Let’s first start with a simple way to calculate a CRC-32 for a given data array by using existing functionality. We’ll then move on to implement our own algorithm to calculate a CRC-16, which can be easily adapted for any CRC bit size.


Calculating a 32-bit CRC in Swift

Swift provides a built-in method to calculate the CRC-32 of any sequence of bytes. The crc32 method can be found in the zlib library, so you need to import that library in order to use it:

import zlib

The function to calculate the CRC-32 in zlib looks like this:

func crc32(crc: uLong, buf: UnsafePointer<Bytef>!, len: uInt)  

where uInt and uLong are simply type-aliases for UInt32 and UInt respectively.

In the above snippet, crc is the initial value, buf is the pointer to the data (buffer) and len is the length of that data buffer. (It’s a C-library, so don’t be surprised that it doesn’t look very “swifty”.)

Example

Let’s assume we have the following 7 bytes of data for which we want to calculate the CRC-32:

var inputBytes: [UInt8] = [212, 125, 31, 220, 15, 99]

The length of the that data buffer is

let length = UInt32(inputBytes.count)

Note that the crc32 function doesn’t have a simple data parameter, but accepts pointer to the memory location of the byte buffer instead. To get a reference to that pointer, we prefix the input with an ampersand.
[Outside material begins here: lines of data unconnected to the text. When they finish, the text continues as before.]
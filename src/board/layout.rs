//! Board generation.
//!
//! A `Board` is computed once per size and layout, then shared by value.
//! Tiles live in an `im::Vector` so handing a board to a session or a view
//! is an O(1) clone.

use im::Vector;
use serde::{Deserialize, Serialize};

use super::tile::{Point, Tile, TileLabel};
use crate::core::{Layout, QuestError, Result};

/// Ordered tiles `0..N-1`; the last one is the castle.
///
/// Deserialization goes through `TryFrom<Vec<Tile>>`, so a decoded board
/// obeys the same rules as a generated one.
#[derive(Clone, Debug, PartialEq, Eq, Serialize, Deserialize)]
#[serde(try_from = "Vec<Tile>", into = "Vec<Tile>")]
pub struct Board {
    tiles: Vector<Tile>,
}

impl TryFrom<Vec<Tile>> for Board {
    type Error = QuestError;

    /// Requires at least one tile, indices `0..N-1` in order, and labels
    /// matching `TileLabel::for_index` (Start first, castle last only).
    fn try_from(tiles: Vec<Tile>) -> Result<Self> {
        if tiles.is_empty() {
            return Err(QuestError::Configuration(
                "board needs at least one tile".to_string(),
            ));
        }

        let total = tiles.len();
        for (i, tile) in tiles.iter().enumerate() {
            if tile.index != i {
                return Err(QuestError::Configuration(format!(
                    "tile at position {i} has index {}",
                    tile.index
                )));
            }
            let expected = TileLabel::for_index(i, total);
            if tile.label != expected {
                return Err(QuestError::Configuration(format!(
                    "tile {i} is labeled {} but should be {expected}",
                    tile.label
                )));
            }
        }

        Ok(Board {
            tiles: tiles.into_iter().collect(),
        })
    }
}

impl From<Board> for Vec<Tile> {
    fn from(board: Board) -> Self {
        board.tiles.into_iter().collect()
    }
}

impl Board {
    /// Generate a board on the default five-column grid.
    pub fn generate(total_spaces: usize) -> Result<Self> {
        generate_board(total_spaces, &Layout::default_grid())
    }

    /// Number of tiles.
    #[must_use]
    pub fn len(&self) -> usize {
        self.tiles.len()
    }

    /// Always false for a generated board; kept for API symmetry with `len`.
    #[must_use]
    pub fn is_empty(&self) -> bool {
        self.tiles.is_empty()
    }

    /// Index of the castle tile.
    #[must_use]
    pub fn last_index(&self) -> usize {
        self.tiles.len().saturating_sub(1)
    }

    #[must_use]
    pub fn tile(&self, index: usize) -> Option<&Tile> {
        self.tiles.get(index)
    }

    /// Coordinate of tile `index`, if it exists.
    #[must_use]
    pub fn coordinate(&self, index: usize) -> Option<Point> {
        self.tiles.get(index).map(|t| t.coordinate)
    }

    /// The castle tile.
    #[must_use]
    pub fn terminal(&self) -> Option<&Tile> {
        self.tiles.last()
    }

    pub fn iter(&self) -> impl Iterator<Item = &Tile> {
        self.tiles.iter()
    }
}

/// Build the tile sequence for `total_spaces` tiles placed by `layout`.
///
/// Grid coordinates are `origin + (i mod columns, i / columns) * spacing`.
/// Path coordinates are read from the table; extra entries are ignored.
pub fn generate_board(total_spaces: usize, layout: &Layout) -> Result<Board> {
    if total_spaces == 0 {
        return Err(QuestError::Configuration(
            "board needs at least one tile".to_string(),
        ));
    }

    let coordinates: Vec<Point> = match layout {
        Layout::Grid {
            origin,
            columns,
            spacing_x,
            spacing_y,
        } => {
            if *columns == 0 {
                return Err(QuestError::Configuration(
                    "grid layout needs at least one column".to_string(),
                ));
            }
            (0..total_spaces)
                .map(|i| {
                    let col = (i % columns) as i32;
                    let row = (i / columns) as i32;
                    Point::new(origin.x + col * spacing_x, origin.y + row * spacing_y)
                })
                .collect()
        }
        Layout::Path(table) => {
            if table.len() < total_spaces {
                return Err(QuestError::Configuration(format!(
                    "path table has {} entries but the board has {} tiles",
                    table.len(),
                    total_spaces
                )));
            }
            table[..total_spaces].to_vec()
        }
    };

    let tiles = coordinates
        .into_iter()
        .enumerate()
        .map(|(index, coordinate)| Tile {
            index,
            coordinate,
            label: TileLabel::for_index(index, total_spaces),
        })
        .collect();

    Ok(Board { tiles })
}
let bufferPointer = &inputBytes

Now to calculate CRC, we combine all of these together

crc32(uLong(0), &inputBytes, uInt(inputBytes.count)) // returns 3873799252

The first parameter crc of that method is only used for calculating larger CRC for multiple chunks of data. In our case, we don’t have an initial CRC and can simply pass 0.

While this method certainly doesn’t have the most intuitive API, it certainly is a quick and safe way to get a CRC-32 without writing any of the code yourself. However, this is the only CRC function available in zlib. There is no function included to calculate any other type of CRC (such as CRC-8 or CRC-16 etc.) or any other variant of CRC-32 (with a different polynomial). For that reason, we’ll write our own implementation of a CRC function in the remaining sections of this article.


Calculating a 16-bit CRC in Swift

While there is only one distinct mathematical foundation behind the concept of a CRC, there are different ways to calculate it in Swift. We’ll start with the simplest implementation in order to understand how it works, assuming that we only have a single byte for which we calculate the CRC-16. We’ll then move on to generalize our solution for an arbitrary number of bytes, using an efficient algorithm.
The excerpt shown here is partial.